In space you seem to get away with models. With totally black skies and stars models seem to be acceptable. Whereas with blue skies and model trees, they're not so good.

People don't have any idea what size our models are or any thing. On Star Trek the basic starship model The Enterprise was fourteen feet long. But when you see the footage they used in the series, they might as well made one three feet long! (laughter).

JI: How have you approached explosions in the series?

Johnson: We run at 120 frames per second, which gives us five times normal speed.

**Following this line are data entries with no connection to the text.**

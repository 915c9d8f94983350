//! Tracing setup: journald when it is reachable, a rolling log file
//! otherwise.
//!
//! The filter comes from the `SHOHIN_LOG` environment variable (standard
//! `EnvFilter` syntax, e.g. `debug` or `shohin=trace`) and defaults to
//! `info`.

use std::path::PathBuf;
use std::sync::OnceLock;

use anyhow::Result;
use tracing_subscriber::{fmt, layer::SubscriberExt, util::SubscriberInitExt, EnvFilter};

/// Holds the non-blocking writer's flush guard for the process lifetime.
static FILE_GUARD: OnceLock<tracing_appender::non_blocking::WorkerGuard> = OnceLock::new();

/// Install the global subscriber. Journald is preferred so a service unit
/// gets structured fields for free; anywhere it cannot be reached (other
/// platforms, containers without the socket) logs land as daily files
/// under `log_dir`, or under the local data dir when none is given.
pub fn init(log_dir: Option<PathBuf>) -> Result<()> {
    let filter = env_filter();

    if init_journald(filter) {
        tracing::info!("logging to journald");
        return Ok(());
    }

    let dir = log_dir.unwrap_or_else(default_log_dir);
    std::fs::create_dir_all(&dir)?;

    let (writer, guard) =
        tracing_appender::non_blocking(tracing_appender::rolling::daily(&dir, "shohin.log"));
    let _ = FILE_GUARD.set(guard);

    tracing_subscriber::registry()
        .with(env_filter())
        .with(fmt::layer().with_writer(writer).with_ansi(false))
        .init();

    tracing::info!(dir = %dir.display(), "logging to rolling file");
    Ok(())
}

fn env_filter() -> EnvFilter {
    EnvFilter::try_from_env("SHOHIN_LOG").unwrap_or_else(|_| EnvFilter::new("info"))
}

fn default_log_dir() -> PathBuf {
    dirs::data_local_dir()
        .unwrap_or_else(|| PathBuf::from("."))
        .join("shohin")
        .join("logs")
}

#[cfg(target_os = "linux")]
fn init_journald(filter: EnvFilter) -> bool {
    let layer = match tracing_journald::layer() {
        Ok(layer) => layer,
        Err(_) => return false,
    };
    tracing_subscriber::registry()
        .with(filter)
        .with(layer)
        .init();
    true
}

#[cfg(not(target_os = "linux"))]
fn init_journald(_filter: EnvFilter) -> bool {
    false
}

JI: And eats up a lot of film?

Johnson: Yes it does. Even that's not fast enough really. But the real problem is simulating explosions in space, where there is no gravity and no resistance. So you can't have flames, the explosion is faster, and it should radiate out in all directions rather than just go up, and then down again. Well we've overcome that. It's a bit complicated, but we've managed to produce bangs which go out in all directions, and which I think look fairly good.

JI: Have you ever worked with model ships? It must be a problem scaling the water?

Johnson: Yes, you can never win. Water turns into droplets, and the droplets are visible. Even the greatest, model special effects water shots, are killed stone dead because you can see droplets of water the wrong' size!

You've got to shoot them full scale. In other words they are visual life size models. If you want the Victory you've got to build the Victory 298 feet, or however long the thing was and shoot it full size. Otherwise, when it ploughs through the waves, there are bloody great droplets of water floating through the air. You see that and think well that was probably about 1/7th scale or something (laughter).

In fact with this one (Space 1999) that's one of the first things I said. Under no circumstances do we have any water, on any of the planet sets, or models. You just have to work out the fact that we have to shoot four or five shots on average a day, and then think of the difference between, is it worth spending X number of thousand pounds over the top and going behind schedule to scale the water or do we write another story, just as exciting, about a different situation which contains no water.

There are some things you just don't touch when you're doing a Television Series - that's all there is to it. Because it makes too much hard work, and it's not needed. You cannot go entirely into the realms of fantasy, when you're doing a Television Show which has to be on budget, and on schedule, and everything else, it's bad enough as it is.